Tornado Season Peaking

Today the cold front that caused this weekend's outbreak was sliding off the tip of South Florida, reducing the storm threat for now at least. But forecasters say it only takes a few strong outbreaks to make a season sound especially awful.

April and May are the cruelest months for tornadoes. Powerful cold fronts still swing south from Canada -- the last vestiges of winter weather -- colliding with warm, moist air that wells up from the Gulf of Mexico as spring takes hold. Thunderstorms form along the boundary line, and some spawn funnel clouds.

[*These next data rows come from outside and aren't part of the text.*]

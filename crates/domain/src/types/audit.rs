//! Audit trail records.

use chrono::{DateTime, Utc};
use serde::{Deserialize, Serialize};
use uuid::Uuid;

use crate::types::envelope::Source;
use crate::types::query::TreatmentQuery;

/// What happened in one retrieval phase.
#[derive(Debug, Clone, Copy, PartialEq, Eq, Hash, Serialize, Deserialize)]
#[serde(rename_all = "snake_case")]
pub enum PhaseOutcome {
    /// The phase produced the envelope returned to the caller.
    Served,
    /// The phase ran and failed.
    Failed,
    /// The phase was not attempted (offline, breaker open, underspecified).
    Skipped,
    /// The cache phase found no live entry.
    Miss,
    /// The caller cancelled the retrieval during this phase.
    Cancelled,
}

/// Immutable record of one phase of one retrieval.
///
/// Records sharing a `retrieval_id` belong to the same call and are
/// numbered by `sequence` in the order the phases ran.
#[derive(Debug, Clone, PartialEq, Serialize, Deserialize)]
#[serde(rename_all = "camelCase")]
pub struct AuditRecord {
    pub retrieval_id: Uuid,
    pub sequence: u32,
    pub query: TreatmentQuery,
    /// Tier the phase belongs to.
    pub source: Source,
    pub outcome: PhaseOutcome,
    pub result_summary: String,
    pub confidence: f64,
    pub fallback_used: bool,
    pub decision_rationale: String,
    #[serde(default, skip_serializing_if = "Option::is_none")]
    pub error_detail: Option<String>,
    pub timestamp: DateTime<Utc>,
    /// Milliseconds since the start of the retrieval.
    pub duration_ms: u64,
}

impl AuditRecord {
    pub fn is_served(&self) -> bool {
        self.outcome == PhaseOutcome::Served
    }
}

#[cfg(test)]
mod tests {
    use super::*;

    #[test]
    fn serializes_camel_case() {
        let record = AuditRecord {
            retrieval_id: Uuid::nil(),
            sequence: 1,
            query: TreatmentQuery::new("Breast Cancer"),
            source: Source::Cache,
            outcome: PhaseOutcome::Served,
            result_summary: "AC-T".into(),
            confidence: 0.64,
            fallback_used: false,
            decision_rationale: "remote unavailable, cache hit".into(),
            error_detail: None,
            timestamp: DateTime::<Utc>::UNIX_EPOCH,
            duration_ms: 12,
        };
        let json = serde_json::to_value(&record).unwrap();
        assert_eq!(json["retrievalId"], Uuid::nil().to_string());
        assert_eq!(json["outcome"], "served");
        assert_eq!(json["source"], "cache");
        assert_eq!(json["durationMs"], 12);
        assert!(json.get("errorDetail").is_none());
        assert!(record.is_served());
    }
}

The weather service says it believes there was one funnel cloud that stayed along the ground for at least 97 miles, from eastern Louisiana across Mississippi. In some places, based on preliminary surveys, it generated winds of 170 mph.

What does this mean for the rest of the spring?

"It's a difficult question," said Carbin. "We all want answers, and unfortunately they don't exist."

He and his colleagues have crunched the numbers and say there is remarkably little correlation between tornado activity in April and May. One month can be quiet, and the next can be off the charts.

Slowly, though, forecasters' ability to predict tornado risks has been getting better.

"We had alerts out, so that people were aware five days ahead of this that there could be trouble," said Carbin. "It's hard to quantify, because you can't add up deaths that didn't happen, but there were perhaps 100 lives saved because our technology has improved and our warnings are better."